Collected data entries
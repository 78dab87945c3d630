use chrono::{DateTime, Utc};
use serde::Serialize;

use crate::proxy::models::ProxyCandidate;

/// Counters reported after every probe of a pass.
#[derive(Debug, Clone, Copy, PartialEq, Eq, Serialize)]
#[serde(rename_all = "camelCase")]
pub struct ProgressUpdate {
    pub total: usize,
    pub tested: usize,
    pub approved: usize,
    pub rejected: usize,
    pub remaining: usize,
    pub percent_complete: u8,
}

impl ProgressUpdate {
    pub fn new(total: usize, tested: usize, approved: usize) -> Self {
        let percent_complete = if total == 0 {
            100
        } else {
            (tested.min(total) * 100 / total) as u8
        };
        Self {
            total,
            tested,
            approved,
            rejected: tested - approved,
            remaining: total.saturating_sub(tested),
            percent_complete,
        }
    }
}

/// Lifecycle of the progress record the cache exposes during a pass.
#[derive(Debug, Clone, Copy, PartialEq, Eq, Serialize)]
#[serde(rename_all = "lowercase")]
pub enum ProgressState {
    Running,
    Cancelled,
    Failed,
    Done,
}

/// Live progress of the pass belonging to the current refresh cycle.
#[derive(Debug, Clone, PartialEq, Serialize)]
#[serde(rename_all = "camelCase")]
pub struct ValidationProgress {
    pub total: usize,
    pub tested: usize,
    pub approved: usize,
    pub rejected: usize,
    pub remaining: usize,
    pub percent_complete: u8,
    pub state: ProgressState,
    pub started_at: DateTime<Utc>,
    pub updated_at: DateTime<Utc>,
    pub applied_limit: usize,
    pub configured_limit: Option<usize>,
    pub max_duration_ms: u64,
}

impl ValidationProgress {
    /// A fresh record for a pass over `total` candidates.
    pub fn start(
        total: usize,
        started_at: DateTime<Utc>,
        configured_limit: Option<usize>,
        max_duration_ms: u64,
    ) -> Self {
        let counters = ProgressUpdate::new(total, 0, 0);
        Self {
            total,
            tested: 0,
            approved: 0,
            rejected: 0,
            remaining: total,
            percent_complete: counters.percent_complete,
            state: ProgressState::Running,
            started_at,
            updated_at: started_at,
            applied_limit: total,
            configured_limit,
            max_duration_ms,
        }
    }

    /// Copies the engine's counters into the record.
    pub fn apply(&mut self, update: &ProgressUpdate, state: ProgressState, now: DateTime<Utc>) {
        self.total = update.total;
        self.tested = update.tested;
        self.approved = update.approved;
        self.rejected = update.rejected;
        self.remaining = update.remaining;
        self.percent_complete = update.percent_complete;
        self.state = state;
        self.updated_at = now;
    }
}

/// How a pass ended.
#[derive(Debug, Clone, Copy, PartialEq, Eq, Serialize)]
#[serde(rename_all = "lowercase")]
pub enum PassState {
    Completed,
    Cancelled,
}

/// A rejected candidate kept for diagnostics.
#[derive(Debug, Clone, PartialEq, Eq, Serialize)]
pub struct FailureSample {
    pub proxy: ProxyCandidate,
    pub reason: String,
    pub status: Option<u16>,
}

/// Result of one validation pass.
#[derive(Debug, Clone, PartialEq, Serialize)]
#[serde(rename_all = "camelCase")]
pub struct ValidationSummary {
    pub total: usize,
    pub tested: usize,
    pub approved: usize,
    pub rejected: usize,
    pub duration_ms: u64,
    pub completed_at: DateTime<Utc>,
    pub target_url: String,
    pub timeout_ms: u64,
    /// Number of workers that actually ran.
    pub concurrency: usize,
    pub failure_samples: Vec<FailureSample>,
    pub state: PassState,
    pub aborted: bool,
    /// Approved candidates, deduplicated, in approval order.
    #[serde(skip)]
    pub approved_proxies: Vec<ProxyCandidate>,
}

/// Receives the engine's side effects while a pass runs.
///
/// Both hooks are called while the pass bookkeeping is locked, so calls
/// arrive in the order the counters changed. Implementations must not block.
#[allow(unused_variables)]
pub trait ValidationObserver: Send + Sync {
    /// Called after every probe unless the pass has been cancelled.
    fn on_progress(&self, progress: ProgressUpdate) {}

    /// Called for every newly approved candidate with the running count.
    fn on_approved(&self, proxy: &ProxyCandidate, approved: usize) {}
}

impl ValidationObserver for () {}
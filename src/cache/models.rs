use std::{sync::Arc, time::Duration};

use chrono::{DateTime, Utc};
use serde::Serialize;

use crate::{
    providers::SourceError,
    proxy::models::ProxyCandidate,
    validator::{ValidationProgress, ValidationSummary},
};

/// Last acquisition result, replaced wholesale on every successful cycle.
#[derive(Debug, Clone, Default)]
pub(crate) struct RawState {
    pub proxies: Arc<Vec<ProxyCandidate>>,
    pub errors: Arc<Vec<SourceError>>,
    pub last_success: Option<DateTime<Utc>>,
    pub last_attempt: Option<DateTime<Utc>>,
    pub last_error: Option<String>,
}

/// Validated list plus the display fields derived from the options.
#[derive(Debug, Clone, Default)]
pub(crate) struct ValidatedState {
    pub proxies: Arc<Vec<ProxyCandidate>>,
    pub raw_count: usize,
    pub errors: Arc<Vec<SourceError>>,
    pub summary: Option<Arc<ValidationSummary>>,
    pub last_success: Option<DateTime<Utc>>,
    pub last_attempt: Option<DateTime<Utc>>,
    pub last_error: Option<String>,
    pub last_validation_error: Option<String>,
    pub configured_limit: Option<usize>,
    pub applied_limit: usize,
    pub configured_concurrency: usize,
    pub configured_timeout_ms: u64,
    pub max_duration_ms: u64,
}

/// Point-in-time view of the raw candidate list.
#[derive(Debug, Clone, PartialEq, Serialize)]
#[serde(rename_all = "camelCase")]
pub struct RawSnapshot {
    pub proxies: Arc<Vec<ProxyCandidate>>,
    pub count: usize,
    pub errors: Arc<Vec<SourceError>>,
    pub last_success: Option<DateTime<Utc>>,
    pub last_attempt: Option<DateTime<Utc>>,
    pub last_error: Option<String>,
    pub next_refresh_seconds: Option<u64>,
    pub refreshing: bool,
}

/// Point-in-time view of the validated list, pushed to every subscriber.
#[derive(Debug, Clone, PartialEq, Serialize)]
#[serde(rename_all = "camelCase")]
pub struct ValidatedSnapshot {
    pub proxies: Arc<Vec<ProxyCandidate>>,
    pub count: usize,
    pub raw_count: usize,
    pub errors: Arc<Vec<SourceError>>,
    pub summary: Option<Arc<ValidationSummary>>,
    pub last_success: Option<DateTime<Utc>>,
    pub last_attempt: Option<DateTime<Utc>>,
    pub last_error: Option<String>,
    pub last_validation_error: Option<String>,
    pub configured_limit: Option<usize>,
    pub applied_limit: usize,
    pub configured_concurrency: usize,
    pub configured_timeout_ms: u64,
    pub max_duration_ms: u64,
    pub partial_progress: Option<ValidationProgress>,
    pub next_refresh_seconds: Option<u64>,
    pub refreshing: bool,
}

/// What a successful `refresh()` hands back to every caller of the cycle.
#[derive(Debug, Clone, PartialEq, Serialize)]
pub struct RefreshOutcome {
    pub raw: RawSnapshot,
    pub validated: ValidatedSnapshot,
}

/// Seconds until the next scheduled refresh, rounded, never negative.
///
/// `None` until a raw update has succeeded once.
pub fn next_refresh_seconds(
    refresh_interval: Duration,
    last_success: Option<DateTime<Utc>>,
    now: DateTime<Utc>,
) -> Option<u64> {
    let last_success = last_success?;
    let elapsed_ms = (now - last_success).num_milliseconds();
    let remaining_ms = refresh_interval.as_millis() as i64 - elapsed_ms;
    Some((remaining_ms as f64 / 1000.0).round().max(0.0) as u64)
}
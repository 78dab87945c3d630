use async_trait::async_trait;

use super::models::Source;
use super::IProxyTrait;

/// Plain-text HTTP proxy lists published from GitHub repositories.
pub struct GithubRepoProvider;

#[async_trait]
impl IProxyTrait for GithubRepoProvider {
    fn sources(&self) -> Vec<Source> {
        vec![
            Source::text(
                "speedx-http",
                "https://raw.githubusercontent.com/TheSpeedX/SOCKS-List/master/http.txt",
            ),
            Source::text(
                "fresh-proxy-list",
                "https://vakhov.github.io/fresh-proxy-list/proxylist.txt",
            ),
        ]
    }
}
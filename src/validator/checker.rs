use async_trait::async_trait;
use hyper::Uri;

use crate::{
    error::{Error, Result},
    proxy::{client::ProxyClient, models::ProxyCandidate},
};

/// Whether a target status proves the proxy forwarded the request.
///
/// 403 and 405 count: the target blocked the request, but the proxy got it
/// there.
pub fn is_live_status(status: u16) -> bool {
    (200..400).contains(&status) || status == 403 || status == 405
}

/// One network attempt through a candidate.
///
/// Implementations report the target's status code on success and an
/// [`Error::Probe`] otherwise. They do not apply a timeout themselves; the
/// validator bounds every call and drops the future on expiry or
/// cancellation, so all resources must be released on drop.
#[async_trait]
pub trait Prober: Send + Sync {
    async fn probe(&self, proxy: &ProxyCandidate, target: &Uri) -> Result<u16>;
}

/// Probes candidates with a real `GET` through [`ProxyClient`].
#[derive(Debug, Default, Clone, Copy)]
pub struct HttpProber;

#[async_trait]
impl Prober for HttpProber {
    async fn probe(&self, proxy: &ProxyCandidate, target: &Uri) -> Result<u16> {
        let client = ProxyClient::new(*proxy);
        let status = client
            .get_status(target)
            .await
            .map_err(|e| Error::probe(e.to_string(), None))?
            .as_u16();

        if is_live_status(status) {
            client.log_trace(format!("{} answered {}", target, status));
            Ok(status)
        } else {
            Err(Error::probe(
                format!("status {} received from target", status),
                Some(status),
            ))
        }
    }
}

#[cfg(test)]
mod tests {
    use super::*;

    #[test]
    fn live_statuses() {
        for status in [200, 204, 301, 302, 399, 403, 405] {
            assert!(is_live_status(status), "{status}");
        }
        for status in [100, 199, 400, 401, 404, 407, 429, 500, 502] {
            assert!(!is_live_status(status), "{status}");
        }
    }
}
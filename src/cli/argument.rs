use clap::builder::styling::AnsiColor;
use clap::builder::{PossibleValue, Styles};
use clap::{Args, Parser, Subcommand};

fn get_styles() -> Styles {
    Styles::styled()
        .header(AnsiColor::Yellow.on_default())
        .usage(AnsiColor::Green.on_default())
        .literal(AnsiColor::BrightGreen.on_default())
        .placeholder(AnsiColor::Cyan.on_default())
}

/// Collects public HTTP proxies and keeps a validated list of the live ones.
#[derive(Parser, Debug, Clone)]
#[command(version, styles = get_styles())]
pub struct Cli {
    /// Log level for application output.
    #[arg(
        long = "log",
        global = true,
        default_value = "off",
        value_parser([
            PossibleValue::new("debug"),
            PossibleValue::new("info"),
            PossibleValue::new("warn"),
            PossibleValue::new("error"),
            PossibleValue::new("trace"),
            PossibleValue::new("off"),
        ])
    )]
    pub log_level: String,

    #[command(subcommand)]
    pub command: Command,
}

#[derive(Subcommand, Debug, Clone)]
pub enum Command {
    /// Fetch the proxy lists once, validate them and print the live proxies.
    Validate {
        #[command(flatten)]
        validation: ValidationArgs,

        /// Output format for the results.
        #[arg(
            short,
            long,
            default_value = "text",
            value_parser([PossibleValue::new("text"), PossibleValue::new("json")])
        )]
        format: String,

        /// File path to save the approved proxies. Defaults to stdout.
        #[arg(short, long)]
        output_file: Option<std::path::PathBuf>,
    },
    /// Keep the validated list fresh and print every update as a JSON line.
    Watch {
        #[command(flatten)]
        validation: ValidationArgs,

        /// Seconds between two refresh cycles.
        #[arg(long, default_value = "300", value_parser = clap::value_parser!(u64).range(1..))]
        refresh_interval_secs: u64,
    },
}

#[derive(Args, Debug, Clone)]
pub struct ValidationArgs {
    /// URL every proxy must fetch through itself.
    #[arg(long, env = "VALIDATOR_TARGET_URL", default_value = "https://www.youtube.com/")]
    pub target_url: String,

    /// Per-probe timeout in milliseconds.
    #[arg(
        long,
        env = "VALIDATOR_TIMEOUT_MS",
        default_value = "7000",
        value_parser = clap::value_parser!(u64).range(1..)
    )]
    pub timeout_ms: u64,

    /// Maximum number of concurrent probes.
    #[arg(
        short,
        long,
        env = "VALIDATOR_CONCURRENCY",
        default_value = "100",
        value_parser = clap::value_parser!(u64).range(1..)
    )]
    pub concurrency: u64,

    /// Validate at most this many proxies per pass. 0 means unlimited.
    #[arg(long, env = "VALIDATOR_MAX_PROXIES", default_value = "5000")]
    pub max_proxies: usize,

    /// Deadline of a whole pass in milliseconds. Derived from the refresh
    /// interval when omitted.
    #[arg(long, value_parser = clap::value_parser!(u64).range(1..))]
    pub max_duration_ms: Option<u64>,

    /// Number of rejected proxies kept as samples in the summary.
    #[arg(long, default_value = "25")]
    pub max_failure_samples: usize,

    /// Time budget for downloading the proxy lists, in milliseconds.
    #[arg(long, default_value = "15000", value_parser = clap::value_parser!(u64).range(1..))]
    pub fetch_timeout_ms: u64,
}
//! Authenticated encryption using XChaCha20-Poly1305.
//!
//! The 24-byte extended nonce is drawn from the CSPRNG and prefixed to the
//! ciphertext, so random nonces are safe without any per-key counter state.
//! Associated data binds headers and routing metadata to the ciphertext.

use crate::error::{Error, Result};
use chacha20poly1305::{
    aead::{Aead, KeyInit, Payload},
    XChaCha20Poly1305, XNonce,
};
use rand::RngCore;
use zeroize::Zeroizing;

/// Size of encryption key in bytes (256 bits).
pub const KEY_SIZE: usize = 32;

/// Size of the extended nonce in bytes (192 bits).
pub const NONCE_SIZE: usize = 24;

/// Size of the authentication tag in bytes (128 bits).
pub const TAG_SIZE: usize = 16;

/// Encrypt plaintext with an explicit nonce.
///
/// Returns ciphertext with the 16-byte tag appended. The nonce is NOT
/// included in the output; most callers want [`seal`] instead.
pub fn encrypt(
    key: &[u8; KEY_SIZE],
    nonce: &[u8; NONCE_SIZE],
    plaintext: &[u8],
    associated_data: &[u8],
) -> Result<Vec<u8>> {
    let cipher = XChaCha20Poly1305::new(key.into());
    cipher
        .encrypt(
            XNonce::from_slice(nonce),
            Payload {
                msg: plaintext,
                aad: associated_data,
            },
        )
        .map_err(|_| Error::Internal("encryption failed".into()))
}

/// Decrypt ciphertext produced by [`encrypt`].
///
/// Fails with [`Error::BadCiphertext`] on any tag, nonce, or associated
/// data mismatch. The error carries no detail about which check failed.
pub fn decrypt(
    key: &[u8; KEY_SIZE],
    nonce: &[u8; NONCE_SIZE],
    ciphertext: &[u8],
    associated_data: &[u8],
) -> Result<Zeroizing<Vec<u8>>> {
    let cipher = XChaCha20Poly1305::new(key.into());
    let plaintext = cipher
        .decrypt(
            XNonce::from_slice(nonce),
            Payload {
                msg: ciphertext,
                aad: associated_data,
            },
        )
        .map_err(|_| Error::BadCiphertext)?;
    Ok(Zeroizing::new(plaintext))
}

/// Encrypt with a fresh random nonce, prefixing it to the output.
///
/// Output format: `nonce (24 bytes) || ciphertext || tag (16 bytes)`
pub fn seal(key: &[u8; KEY_SIZE], plaintext: &[u8], associated_data: &[u8]) -> Result<Vec<u8>> {
    let mut nonce = [0u8; NONCE_SIZE];
    rand::rngs::OsRng.fill_bytes(&mut nonce);

    let ciphertext = encrypt(key, &nonce, plaintext, associated_data)?;

    let mut output = Vec::with_capacity(NONCE_SIZE + ciphertext.len());
    output.extend_from_slice(&nonce);
    output.extend_from_slice(&ciphertext);
    Ok(output)
}

/// Decrypt data produced by [`seal`].
pub fn open(
    key: &[u8; KEY_SIZE],
    data: &[u8],
    associated_data: &[u8],
) -> Result<Zeroizing<Vec<u8>>> {
    if data.len() < NONCE_SIZE + TAG_SIZE {
        return Err(Error::BadCiphertext);
    }

    let nonce: [u8; NONCE_SIZE] = data[..NONCE_SIZE]
        .try_into()
        .map_err(|_| Error::BadCiphertext)?;
    decrypt(key, &nonce, &data[NONCE_SIZE..], associated_data)
}

#[cfg(test)]
mod tests {
    use super::*;

    #[test]
    fn test_seal_open() {
        let key = [42u8; KEY_SIZE];
        let plaintext = b"the quick brown fox";
        let aad = b"header";

        let sealed = seal(&key, plaintext, aad).expect("seal");
        assert_eq!(sealed.len(), NONCE_SIZE + plaintext.len() + TAG_SIZE);

        let opened = open(&key, &sealed, aad).expect("open");
        assert_eq!(&*opened, plaintext);
    }

    #[test]
    fn test_wrong_key_fails() {
        let sealed = seal(&[1u8; KEY_SIZE], b"secret", b"").expect("seal");
        assert!(matches!(
            open(&[2u8; KEY_SIZE], &sealed, b""),
            Err(Error::BadCiphertext)
        ));
    }

    #[test]
    fn test_wrong_aad_fails() {
        let key = [42u8; KEY_SIZE];
        let sealed = seal(&key, b"secret", b"correct").expect("seal");
        assert!(open(&key, &sealed, b"wrong").is_err());
    }

    #[test]
    fn test_tampered_ciphertext_fails() {
        let key = [42u8; KEY_SIZE];
        let mut sealed = seal(&key, b"secret", b"").expect("seal");
        let last = sealed.len() - 1;
        sealed[last] ^= 0xFF;
        assert!(open(&key, &sealed, b"").is_err());
    }

    #[test]
    fn test_tampered_nonce_fails() {
        let key = [42u8; KEY_SIZE];
        let mut sealed = seal(&key, b"secret", b"").expect("seal");
        sealed[0] ^= 0xFF;
        assert!(open(&key, &sealed, b"").is_err());
    }

    #[test]
    fn test_truncated_input_fails() {
        let key = [42u8; KEY_SIZE];
        assert!(open(&key, &[0u8; NONCE_SIZE], b"").is_err());
    }

    #[test]
    fn test_empty_plaintext() {
        let key = [42u8; KEY_SIZE];
        let sealed = seal(&key, b"", b"ad").expect("seal");
        assert_eq!(sealed.len(), NONCE_SIZE + TAG_SIZE);
        let opened = open(&key, &sealed, b"ad").expect("open");
        assert!(opened.is_empty());
    }

    #[test]
    fn test_nonces_are_unique() {
        let key = [42u8; KEY_SIZE];
        let a = seal(&key, b"same", b"").expect("seal");
        let b = seal(&key, b"same", b"").expect("seal");
        assert_ne!(a[..NONCE_SIZE], b[..NONCE_SIZE]);
    }
}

AIM OF THE EXERCISE: Scan the records above for the word "same". Copy each line that has it.

RESPONSE BOX:
        let a = seal(&key, b"same", b"").expect("seal");
        let b = seal(&key, b"same", b"").expect("seal");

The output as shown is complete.